··· The input ···

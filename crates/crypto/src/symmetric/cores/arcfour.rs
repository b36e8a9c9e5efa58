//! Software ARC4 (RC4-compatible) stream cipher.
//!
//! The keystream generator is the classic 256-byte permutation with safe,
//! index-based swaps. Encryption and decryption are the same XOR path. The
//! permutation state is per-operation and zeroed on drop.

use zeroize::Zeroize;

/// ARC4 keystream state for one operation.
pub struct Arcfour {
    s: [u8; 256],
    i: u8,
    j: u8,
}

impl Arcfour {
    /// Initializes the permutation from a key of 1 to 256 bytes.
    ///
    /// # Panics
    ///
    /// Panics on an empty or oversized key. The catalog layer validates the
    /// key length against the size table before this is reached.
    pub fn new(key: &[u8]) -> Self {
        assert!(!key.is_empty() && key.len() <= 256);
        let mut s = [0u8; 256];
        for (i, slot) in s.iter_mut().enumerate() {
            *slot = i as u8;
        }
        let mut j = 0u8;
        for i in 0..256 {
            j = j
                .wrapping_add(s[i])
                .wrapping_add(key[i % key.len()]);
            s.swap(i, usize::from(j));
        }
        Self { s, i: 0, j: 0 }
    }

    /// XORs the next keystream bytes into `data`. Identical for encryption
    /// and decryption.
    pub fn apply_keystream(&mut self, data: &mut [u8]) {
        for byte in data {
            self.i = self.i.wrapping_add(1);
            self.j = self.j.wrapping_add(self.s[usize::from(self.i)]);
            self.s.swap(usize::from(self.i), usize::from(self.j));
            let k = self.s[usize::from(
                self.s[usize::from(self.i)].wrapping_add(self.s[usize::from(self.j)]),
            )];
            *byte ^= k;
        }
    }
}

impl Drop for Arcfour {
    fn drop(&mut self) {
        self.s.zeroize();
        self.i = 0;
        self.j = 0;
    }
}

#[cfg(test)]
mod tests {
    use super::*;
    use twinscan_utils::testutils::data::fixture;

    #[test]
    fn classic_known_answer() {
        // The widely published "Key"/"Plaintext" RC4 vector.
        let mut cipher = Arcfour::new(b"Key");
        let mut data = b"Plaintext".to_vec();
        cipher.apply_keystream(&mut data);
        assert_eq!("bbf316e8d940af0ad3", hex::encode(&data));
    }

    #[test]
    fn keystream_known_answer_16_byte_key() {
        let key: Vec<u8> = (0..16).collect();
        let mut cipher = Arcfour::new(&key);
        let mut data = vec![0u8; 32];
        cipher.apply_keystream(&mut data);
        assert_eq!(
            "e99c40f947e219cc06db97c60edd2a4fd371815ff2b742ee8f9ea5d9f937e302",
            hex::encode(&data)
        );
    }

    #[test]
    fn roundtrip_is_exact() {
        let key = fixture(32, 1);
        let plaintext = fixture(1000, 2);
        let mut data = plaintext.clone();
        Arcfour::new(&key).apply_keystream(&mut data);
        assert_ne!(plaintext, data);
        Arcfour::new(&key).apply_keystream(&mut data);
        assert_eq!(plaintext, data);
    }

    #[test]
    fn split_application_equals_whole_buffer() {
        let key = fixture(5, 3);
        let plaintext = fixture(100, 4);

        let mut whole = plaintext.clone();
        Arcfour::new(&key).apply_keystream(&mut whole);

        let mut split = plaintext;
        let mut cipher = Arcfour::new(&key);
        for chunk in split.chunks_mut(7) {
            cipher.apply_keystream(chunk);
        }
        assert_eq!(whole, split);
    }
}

···
··· The input ···

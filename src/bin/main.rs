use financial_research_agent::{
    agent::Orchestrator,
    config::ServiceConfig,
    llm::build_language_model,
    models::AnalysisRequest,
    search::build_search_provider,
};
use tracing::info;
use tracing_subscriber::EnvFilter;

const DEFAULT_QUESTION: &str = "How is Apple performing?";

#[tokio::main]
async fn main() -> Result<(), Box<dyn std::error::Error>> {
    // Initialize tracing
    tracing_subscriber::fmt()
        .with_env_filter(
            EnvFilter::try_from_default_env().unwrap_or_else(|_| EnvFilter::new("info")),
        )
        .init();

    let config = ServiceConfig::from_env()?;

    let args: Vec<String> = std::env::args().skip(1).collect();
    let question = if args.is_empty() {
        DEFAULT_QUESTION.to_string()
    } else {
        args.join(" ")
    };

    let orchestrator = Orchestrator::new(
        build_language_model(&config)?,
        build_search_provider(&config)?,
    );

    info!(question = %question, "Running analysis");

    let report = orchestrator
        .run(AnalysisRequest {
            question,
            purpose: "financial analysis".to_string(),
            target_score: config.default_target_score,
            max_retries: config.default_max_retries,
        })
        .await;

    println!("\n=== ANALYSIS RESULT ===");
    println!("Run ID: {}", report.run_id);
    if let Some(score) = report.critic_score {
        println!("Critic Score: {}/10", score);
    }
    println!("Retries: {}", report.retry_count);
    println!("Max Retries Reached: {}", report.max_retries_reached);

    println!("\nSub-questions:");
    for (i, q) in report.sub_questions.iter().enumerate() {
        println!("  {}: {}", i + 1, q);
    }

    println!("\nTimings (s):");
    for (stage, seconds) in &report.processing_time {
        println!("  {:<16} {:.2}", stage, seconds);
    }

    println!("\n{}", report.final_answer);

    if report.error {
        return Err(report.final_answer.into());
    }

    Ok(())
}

···

Using the records above, copy each line that contains "clone".

Reply:
        let mut data = plaintext.clone();
        let mut whole = plaintext.clone();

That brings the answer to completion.